There are numerous adverbs: manner adverbs (scarily) Time adverbs (now, then), place adverbs (there, here) degree adverbs (too (much of something)), frequency adverbs (occasionally, marginally).  
-ly can becomes a problem if they're stacked on top of each other: she said mildly, he was frequently scared etc. It's like with anything: use it too much and the reader starts to see the words, not the images.


----------



## JustRob

Aquilo said:


> Lol.
> ... It's like with anything: use it too much and the reader starts to see the words, not the images.



Glad you saw the joke. I must admit that the words "too much" jumped out at me as an adverbial phrase where I might have used just one word, "excessively", but who counts words?


----------



## EmmaSohan

JustRob said:


> Glad you saw the joke. I must admit that the words "too much" jumped out at me as an adverbial phrase where I might have used just one word, "excessively", but who counts words?



I have never seen anyone complain about adverbial phrases. They do have some of the same problems -- here, a stronger verb (_overuse_) perhaps could replace the need for the adverb or adverbial phrase.

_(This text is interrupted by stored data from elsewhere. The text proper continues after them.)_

//! The entity catalog: every BASE/CTE/VIEW definition a product can use.

use std::collections::BTreeMap;

use serde::{Deserialize, Serialize};
use tracing::debug;

use crate::error::{CatalogError, CatalogResult};
use crate::types::{EntityDef, EntityType};

/// Entities keyed by `"{TYPE}_{Name}"`.
///
/// Iteration is in key order. Every ordering decision downstream (suggestion
/// ties, sequential node ids) relies on this being a total, reproducible order.
#[derive(Debug, Clone, Default, PartialEq, Serialize, Deserialize)]
pub struct Catalog {
    pub entities: BTreeMap<String, EntityDef>,
}

impl Catalog {
    pub fn new(entities: BTreeMap<String, EntityDef>) -> Self {
        Self { entities }
    }

    /// Parse catalog JSON. This is the one place where a bad document fails
    /// loudly; everything after it degrades silently.
    pub fn from_json(json: &str) -> CatalogResult<Self> {
        let value: serde_json::Value = serde_json::from_str(json).map_err(CatalogError::Parse)?;
        if !value.get("entities").is_some_and(serde_json::Value::is_object) {
            return Err(CatalogError::MissingEntities);
        }
        let catalog: Catalog = serde_json::from_value(value).map_err(CatalogError::Parse)?;
        debug!(entities = catalog.len(), "catalog loaded");
        Ok(catalog)
    }

    pub fn get(&self, key: &str) -> Option<&EntityDef> {
        self.entities.get(key)
    }

    pub fn contains(&self, key: &str) -> bool {
        self.entities.contains_key(key)
    }

    pub fn len(&self) -> usize {
        self.entities.len()
    }

    pub fn is_empty(&self) -> bool {
        self.entities.is_empty()
    }

    pub fn iter(&self) -> impl Iterator<Item = (&str, &EntityDef)> {
        self.entities.iter().map(|(k, v)| (k.as_str(), v))
    }

    /// CTE and VIEW entities, the only kinds that are ever suggested.
    pub fn derived(&self) -> impl Iterator<Item = (&str, &EntityDef)> {
        self.iter()
            .filter(|(key, _)| EntityType::from_key(key).is_derived())
    }

    /// Whether `entity.field` names a field the catalog defines.
    pub fn has_field(&self, entity: &str, field: &str) -> bool {
        self.get(entity)
            .is_some_and(|def| def.fields.contains_key(field))
    }
}

impl FromIterator<(String, EntityDef)> for Catalog {
    fn from_iter<I: IntoIterator<Item = (String, EntityDef)>>(iter: I) -> Self {
        Self::new(iter.into_iter().collect())
    }
}
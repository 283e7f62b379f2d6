//! FFI-oriented JSON API for the wasm and napi bindings.
//!
//! Every function takes strings and returns a JSON envelope
//! `{ "success": bool, "data"?: ..., "error"?: "..." }`.

use serde::{Deserialize, Serialize};

use crate::catalog::Catalog;
use crate::product::{load_product, save_product, LoadedProduct, PersistedProductState};
use crate::reverse::resolve_requirements;
use crate::suggest::{suggest, SuggestionReport};

// ---------------------------------------------------------------------------
// Result types
// ---------------------------------------------------------------------------

#[derive(Debug, Serialize)]
pub struct FfiResult<T: Serialize> {
    pub success: bool,
    #[serde(skip_serializing_if = "Option::is_none")]
    pub data: Option<T>,
    #[serde(skip_serializing_if = "Option::is_none")]
    pub error: Option<String>,
}

impl<T: Serialize> FfiResult<T> {
    fn ok(data: T) -> Self {
        Self {
            success: true,
            data: Some(data),
            error: None,
        }
    }
}

impl FfiResult<()> {
    fn err(message: impl Into<String>) -> Self {
        Self {
            success: false,
            data: None,
            error: Some(message.into()),
        }
    }
}

/// A loaded product together with suggestions for its canvas.
#[derive(Debug, Serialize)]
pub struct LoadedProductView {
    #[serde(flatten)]
    pub product: LoadedProduct,
    pub suggestions: SuggestionReport,
}

/// Run `compute` and wrap its outcome in the envelope. Panics inside `compute` become an
/// error envelope instead of unwinding across the binding boundary.
pub fn envelope<T, F>(compute: F) -> String
where
    T: Serialize,
    F: FnOnce() -> Result<T, String> + std::panic::UnwindSafe,
{
    match std::panic::catch_unwind(compute) {
        Ok(Ok(data)) => serde_json::to_string(&FfiResult::ok(data))
            .unwrap_or_else(|e| error_json(format!("JSON serialization error: {e}"))),
        Ok(Err(message)) => error_json(message),
        Err(_) => error_json("Internal engine panic"),
    }
}

fn error_json(message: impl Into<String>) -> String {
    // a struct of bool and Option<String> always serializes
    serde_json::to_string(&FfiResult::err(message))
        .unwrap_or_else(|_| r#"{"success":false}"#.to_string())
}

/// Parse catalog JSON for the JSON API. A blank catalog is absent input and
/// yields an empty catalog.
pub fn parse_catalog(catalog_json: &str) -> Result<Catalog, String> {
    if catalog_json.trim().is_empty() {
        return Ok(Catalog::default());
    }
    Catalog::from_json(catalog_json).map_err(|e| e.to_string())
}

fn parse_keys(canvas_keys_json: &str) -> Result<Vec<String>, String> {
    #[derive(Deserialize)]
    #[serde(untagged)]
    enum Keys {
        List(Vec<String>),
        Null(()),
    }

    if canvas_keys_json.trim().is_empty() {
        return Ok(Vec::new());
    }
    match serde_json::from_str(canvas_keys_json) {
        Ok(Keys::List(keys)) => Ok(keys),
        Ok(Keys::Null(())) => Ok(Vec::new()),
        Err(e) => Err(format!("Invalid canvas keys JSON: {e}")),
    }
}

// ---------------------------------------------------------------------------
// Public FFI functions
// ---------------------------------------------------------------------------

/// Level-1 and level-2 suggestions for a canvas.
///
/// Input: catalog JSON, JSON array of entity keys on the canvas
/// Output: envelope around a `SuggestionReport`
pub fn suggest_to_json(catalog_json: &str, canvas_keys_json: &str) -> String {
    let catalog = match parse_catalog(catalog_json) {
        Ok(c) => c,
        Err(e) => return error_json(e),
    };
    let keys = match parse_keys(canvas_keys_json) {
        Ok(k) => k,
        Err(e) => return error_json(e),
    };
    envelope(move || Ok(suggest(&keys, &catalog)))
}

/// Entities the selected entity needs that are not on the canvas.
///
/// Input: catalog JSON, selected entity key, JSON array of canvas keys
/// Output: envelope around an array of `ReverseDependency`
pub fn requirements_to_json(catalog_json: &str, selected_key: &str, canvas_keys_json: &str) -> String {
    let catalog = match parse_catalog(catalog_json) {
        Ok(c) => c,
        Err(e) => return error_json(e),
    };
    let keys = match parse_keys(canvas_keys_json) {
        Ok(k) => k,
        Err(e) => return error_json(e),
    };
    let selected = selected_key.to_string();
    envelope(move || Ok(resolve_requirements(&selected, &catalog, &keys)))
}

/// Rebuild a persisted product and suggest against the reloaded canvas.
///
/// Input: catalog JSON, persisted product JSON
/// Output: envelope around `{ canvas, attributes, report, suggestions }`
pub fn load_product_to_json(catalog_json: &str, product_json: &str) -> String {
    let catalog = match parse_catalog(catalog_json) {
        Ok(c) => c,
        Err(e) => return error_json(e),
    };
    let state = match PersistedProductState::from_json(product_json) {
        Ok(s) => s,
        Err(e) => return error_json(e.to_string()),
    };
    envelope(move || {
        let product = load_product(&state);
        let suggestions = suggest(&product.canvas.entity_keys(), &catalog);
        Ok(LoadedProductView {
            product,
            suggestions,
        })
    })
}

/// Rewrite a persisted product in the current format, with stable node ids.
///
/// Input: persisted product JSON (any supported version)
/// Output: envelope around the rewritten `PersistedProductState`
pub fn upgrade_product_to_json(product_json: &str) -> String {
    let state = match PersistedProductState::from_json(product_json) {
        Ok(s) => s,
        Err(e) => return error_json(e.to_string()),
    };
    envelope(move || {
        let loaded = load_product(&state);
        Ok(save_product(&loaded.canvas, &loaded.attributes))
    })
}

#[cfg(test)]
mod tests {
    use super::*;
    use serde_json::Value;

    #[test]
    fn envelope_reports_errors_and_panics() {
        let v: Value = serde_json::from_str(&envelope(|| Err::<(), _>("boom".into()))).unwrap();
        assert_eq!(v["success"], false);
        assert_eq!(v["error"], "boom");
        assert!(v.get("data").is_none());

        let v: Value = serde_json::from_str(&envelope(|| -> Result<(), String> { panic!("x") })).unwrap();
        assert_eq!(v["error"], "Internal engine panic");
    }

    #[test]
    fn keys_accept_null_and_blank() {
        assert!(parse_keys("null").unwrap().is_empty());
        assert!(parse_keys("  ").unwrap().is_empty());
        assert_eq!(parse_keys(r#"["BASE_A"]"#).unwrap(), vec!["BASE_A"]);
        assert!(parse_keys("{").is_err());
    }
}
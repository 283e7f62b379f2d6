//! Rule: shared-field-signature
//!
//! Products saved without stable node ids are re-anchored by field-name set.
//! Entities with identical field sets are indistinguishable to that
//! migration, so saved attribute state may land on either of them.

use std::collections::BTreeMap;

use dpc_core::Catalog;

use crate::{LintDiagnostic, LintRule, LintSeverity};

pub struct SharedFieldSignatureRule;

impl LintRule for SharedFieldSignatureRule {
    fn id(&self) -> &str {
        "shared-field-signature"
    }

    fn description(&self) -> &str {
        "Entities with identical field sets are ambiguous when migrating legacy products"
    }

    fn default_severity(&self) -> LintSeverity {
        LintSeverity::Info
    }

    fn check(&self, catalog: &Catalog) -> Vec<LintDiagnostic> {
        let mut groups: BTreeMap<Vec<&str>, Vec<&str>> = BTreeMap::new();
        for (key, entity) in catalog.iter() {
            if entity.fields.is_empty() {
                continue;
            }
            groups.entry(entity.field_names().collect()).or_default().push(key);
        }

        groups
            .into_values()
            .filter(|keys| keys.len() > 1)
            .flat_map(|keys| {
                let first = keys[0];
                keys.into_iter().skip(1).map(move |key| {
                    LintDiagnostic::new(
                        self,
                        key,
                        None,
                        format!(
                            "Entity \"{key}\" has the same fields as \"{first}\"; \
                             legacy attribute state cannot tell them apart"
                        ),
                    )
                })
            })
            .collect()
    }
}
//! Best-effort migration of attribute state keyed by regenerated node ids.
//!
//! Product files written before stable node ids existed key their toggles
//! and modes by the `node-N` ids of the session that saved them. Those ids
//! are reassigned on every load, so the saved state has to be re-anchored by
//! signature: the set of field names each old id has toggles for.
//!
//! Matching is conservative. A loaded entity only inherits an old id's state
//! when every one of its fields appears in that id's toggle record. Any
//! added or removed field resets the entity to defaults rather than risk
//! attaching state to the wrong entity.

use std::collections::{BTreeMap, BTreeSet};

use serde::{Deserialize, Serialize};
use tracing::debug;

use crate::attributes::AttributeConfiguration;
use crate::defaults::NODE_ID_PREFIX;
use crate::types::EntityDef;

/// Sequential `node-N` id source.
#[derive(Debug, Clone, Default, PartialEq, Eq)]
pub struct NodeIdAllocator {
    next: u64,
}

impl NodeIdAllocator {
    pub fn new() -> Self {
        Self::default()
    }

    /// Start after the highest `node-N` among `existing`.
    pub fn after<'a>(existing: impl IntoIterator<Item = &'a str>) -> Self {
        let next = existing
            .into_iter()
            .filter_map(node_index)
            .filter_map(|n| n.checked_add(1))
            .max()
            .unwrap_or(0);
        Self { next }
    }

    pub fn peek(&self) -> String {
        format!("{NODE_ID_PREFIX}{}", self.next)
    }

    pub fn next_id(&mut self) -> String {
        let id = self.peek();
        self.next = self.next.saturating_add(1);
        id
    }
}

/// Numeric part of a `node-N` id. Indices beyond `u32` are treated as
/// custom ids so the allocator never runs out of successors.
pub fn node_index(id: &str) -> Option<u64> {
    id.strip_prefix(NODE_ID_PREFIX)?
        .parse::<u32>()
        .ok()
        .map(u64::from)
}

/// Ordering for old ids: `node-2` before `node-10`, other ids after, by text.
fn id_order(id: &str) -> (u64, &str) {
    (node_index(id).unwrap_or(u64::MAX), id)
}

/// An entity being loaded, identified by its exact field-name set.
#[derive(Debug, Clone, PartialEq, Eq)]
pub struct EntitySignature {
    pub key: String,
    pub fields: BTreeSet<String>,
}

impl EntitySignature {
    pub fn of(key: &str, entity: &EntityDef) -> Self {
        Self {
            key: key.to_string(),
            fields: entity.field_names().map(str::to_string).collect(),
        }
    }
}

/// The new id given to a loaded entity and the old id it inherited from.
#[derive(Debug, Clone, PartialEq, Eq, Serialize, Deserialize)]
pub struct NodeAssignment {
    #[serde(rename = "entityKey")]
    pub entity_key: String,
    #[serde(rename = "nodeId")]
    pub node_id: String,
    #[serde(rename = "inheritedFrom", skip_serializing_if = "Option::is_none")]
    pub inherited_from: Option<String>,
}

#[derive(Debug, Clone, PartialEq)]
pub struct Reconciliation {
    /// Saved state re-keyed under the new ids. Global mode is carried over.
    pub configuration: AttributeConfiguration,
    /// One per loaded entity, in load order.
    pub assignments: Vec<NodeAssignment>,
    /// Old ids whose saved state matched no loaded entity.
    pub dropped: Vec<String>,
}

impl Reconciliation {
    pub fn node_ids(&self) -> BTreeMap<String, String> {
        self.assignments
            .iter()
            .map(|a| (a.entity_key.clone(), a.node_id.clone()))
            .collect()
    }
}

/// Re-key `saved` onto fresh sequential ids for `entities`, in load order.
///
/// Each entity is matched greedily, in load order, against the first unclaimed
/// old id (in id order) whose toggled-field set contains all of its fields.
/// Each old id is claimed at most once. Entities without fields never match.
pub fn reconcile(saved: &AttributeConfiguration, entities: &[EntitySignature]) -> Reconciliation {
    let mut records: Vec<(&str, BTreeSet<&str>)> = saved
        .toggled_nodes()
        .into_iter()
        .map(|id| (id, saved.toggled_fields(id)))
        .collect();
    records.sort_by(|a, b| id_order(a.0).cmp(&id_order(b.0)));

    let mut claimed: BTreeSet<&str> = BTreeSet::new();
    let mut allocator = NodeIdAllocator::new();
    let mut configuration = AttributeConfiguration::new(saved.global_mode());
    let mut assignments = Vec::with_capacity(entities.len());

    for signature in entities {
        let node_id = allocator.next_id();
        let matched = best_match(signature, &records, &claimed);

        if let Some(old_id) = matched {
            claimed.insert(old_id);
            configuration = configuration.with_node_state_from(saved, old_id, &node_id);
            debug!(entity = %signature.key, old_id, new_id = %node_id, "attribute state carried over");
        }

        assignments.push(NodeAssignment {
            entity_key: signature.key.clone(),
            node_id,
            inherited_from: matched.map(str::to_string),
        });
    }

    let dropped: Vec<String> = records
        .iter()
        .map(|(id, _)| *id)
        .chain(saved.modes().keys().map(String::as_str))
        .filter(|id| !claimed.contains(*id))
        .collect::<BTreeSet<&str>>()
        .into_iter()
        .map(str::to_string)
        .collect();
    if !dropped.is_empty() {
        debug!(count = dropped.len(), "saved attribute state matched no entity");
    }

    Reconciliation {
        configuration,
        assignments,
        dropped,
    }
}

fn best_match<'a>(
    signature: &EntitySignature,
    records: &[(&'a str, BTreeSet<&'a str>)],
    claimed: &BTreeSet<&str>,
) -> Option<&'a str> {
    if signature.fields.is_empty() {
        return None;
    }
    records
        .iter()
        .find(|(id, toggled)| {
            !claimed.contains(*id)
                && signature
                    .fields
                    .iter()
                    .all(|f| toggled.contains(f.as_str()))
        })
        .map(|(id, _)| *id)
}
use std::path::Path;

use dpc_lint::{LintDiagnostic, LintSeverity, Linter};

use crate::reader::{read_catalog_files, read_project_config};

/// Lint every catalog file under `input_path` on its own.
///
/// Returns the rendered output and the number of error-level diagnostics.
pub fn run_lint(input_path: &Path, format: &str) -> Result<(String, usize), String> {
    let files = read_catalog_files(input_path)?;
    let config = read_project_config(input_path)?.unwrap_or_default();
    let linter = Linter::new(config.lint.clone());

    let results: Vec<(String, LintDiagnostic)> = files
        .iter()
        .flat_map(|f| {
            linter
                .lint(&f.catalog)
                .into_iter()
                .map(|d| (f.path.clone(), d))
        })
        .collect();
    let error_count = results
        .iter()
        .filter(|(_, d)| d.severity == LintSeverity::Error)
        .count();
    let file_count = files.len();

    match format {
        "json" => {
            let diagnostics: Vec<serde_json::Value> = results
                .iter()
                .map(|(file, d)| {
                    let mut v = serde_json::to_value(d).unwrap_or_default();
                    if let Some(obj) = v.as_object_mut() {
                        obj.insert("file".into(), file.clone().into());
                    }
                    v
                })
                .collect();
            let json = serde_json::to_string_pretty(&serde_json::json!({
                "diagnostics": diagnostics,
                "summary": {
                    "count": results.len(),
                    "errors": error_count,
                    "files": file_count,
                }
            }))
            .map_err(|e| format!("JSON serialization error: {e}"))?;
            Ok((json, error_count))
        }
        "sarif" => {
            let sarif = build_sarif(&results, &linter);
            let json = serde_json::to_string_pretty(&sarif)
                .map_err(|e| format!("SARIF serialization error: {e}"))?;
            Ok((json, error_count))
        }
        _ => {
            let mut lines: Vec<String> = Vec::new();
            if let Some(name) = &config.name {
                let version = config.version.as_deref().unwrap_or("unversioned");
                lines.push(format!("Linting {name} ({version})"));
            }

            for (file, d) in &results {
                lines.push(format!(
                    "{file}: {}[{}] {}: {}",
                    severity_label(d.severity),
                    d.rule,
                    d.location(),
                    d.message
                ));
            }

            let count = results.len();
            let issue_word = if count == 1 { "issue" } else { "issues" };
            let file_word = if file_count == 1 { "file" } else { "files" };
            lines.push(format!(
                "{count} lint {issue_word} ({error_count} errors) in {file_count} {file_word}."
            ));

            Ok((lines.join("\n"), error_count))
        }
    }
}

fn severity_label(severity: LintSeverity) -> &'static str {
    match severity {
        LintSeverity::Error => "error",
        LintSeverity::Warning => "warning",
        LintSeverity::Info => "info",
    }
}

fn sarif_level(severity: LintSeverity) -> &'static str {
    match severity {
        LintSeverity::Error => "error",
        LintSeverity::Warning => "warning",
        LintSeverity::Info => "note",
    }
}

fn build_sarif(results: &[(String, LintDiagnostic)], linter: &Linter) -> serde_json::Value {
    let rule_descriptors: Vec<serde_json::Value> = linter
        .rules()
        .iter()
        .map(|r| {
            serde_json::json!({
                "id": r.id(),
                "shortDescription": { "text": r.description() },
                "defaultConfiguration": { "level": sarif_level(r.default_severity()) }
            })
        })
        .collect();

    let sarif_results: Vec<serde_json::Value> = results
        .iter()
        .map(|(file, d)| {
            serde_json::json!({
                "ruleId": d.rule,
                "level": sarif_level(d.severity),
                "message": { "text": d.message },
                "locations": [{
                    "physicalLocation": {
                        "artifactLocation": { "uri": file }
                    },
                    "logicalLocations": [{
                        "fullyQualifiedName": d.location(),
                        "kind": "member"
                    }]
                }]
            })
        })
        .collect();

    serde_json::json!({
        "$schema": "https://raw.githubusercontent.com/oasis-tcs/sarif-spec/main/sarif-2.1/schema/sarif-schema-2.1.0.json",
        "version": "2.1.0",
        "runs": [{
            "tool": {
                "driver": {
                    "name": "dpc-lint",
                    "version": env!("CARGO_PKG_VERSION"),
                    "rules": rule_descriptors
                }
            },
            "results": sarif_results
        }]
    })
}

I count words. _Excessively _is, however, 3 morphemes.


----------



## Ezekiel2517

all of the sudden


----------



## Patrick

I am not one to go by these sorts of things, but The Heminway Editor is a good tool for checking just how laden with adverbs your writing is. http://www.hemingwayapp.com/

Analysing the first 3k words of my manuscript, it reports that the readability is good and that I have 23 adverbs when I should be aiming for 24 or less in a document of that size. What's interesting is that the frequency of adverbs increases in the more introspective, psychological passages, which is a conscious choice on my behalf to slow the pace of the novel down. 

It's also good at causing you to consider when you might be being a bit convoluted and slipping into the passive voice (such as in this sentence). Of course there's nothing inherently wrong with more difficult sentences and the passive voice, but the guiding figure it provides is pretty good. I only have 9 (comfortably inside than the 43 -or-fewer recommendation) sentences in the passive voice in my own writing, but just under a quarter of my sentences are either difficult (20) or very difficult (32), by the app's judgement.


----------



## Jack of all trades

Alright. I'll admit it. I'm confused. How does using "suddenly" instead of "all of the sudden" (just an example) slow the pace?


----------



## Terry D

Jack of all trades said:


> Alright. I'll admit it. I'm confused. How does using "suddenly" instead of "all of the sudden" (just an example) slow the pace?



It doesn't. But both will be, in most cases, unnecessary verbiage. Consider this:

1. Rain pattered at the darkened windows as Michelle finished the last of her wine and put the empty glass beside the sink. Yawning and looking forward to a good night's sleep she started toward the bedroom, snuffing out candles as she walked through the cabin. *Suddenly* the front door exploded in a shower of glass and splinters.

2. Rain pattered at the darkened windows as Michelle finished the last of her wine and put the empty glass beside the sink. Yawning and looking forward to a good night's sleep she started toward the bedroom, snuffing out candles as she walked through the cabin. *All of a sudden* the front door exploded in a shower of glass and splinters.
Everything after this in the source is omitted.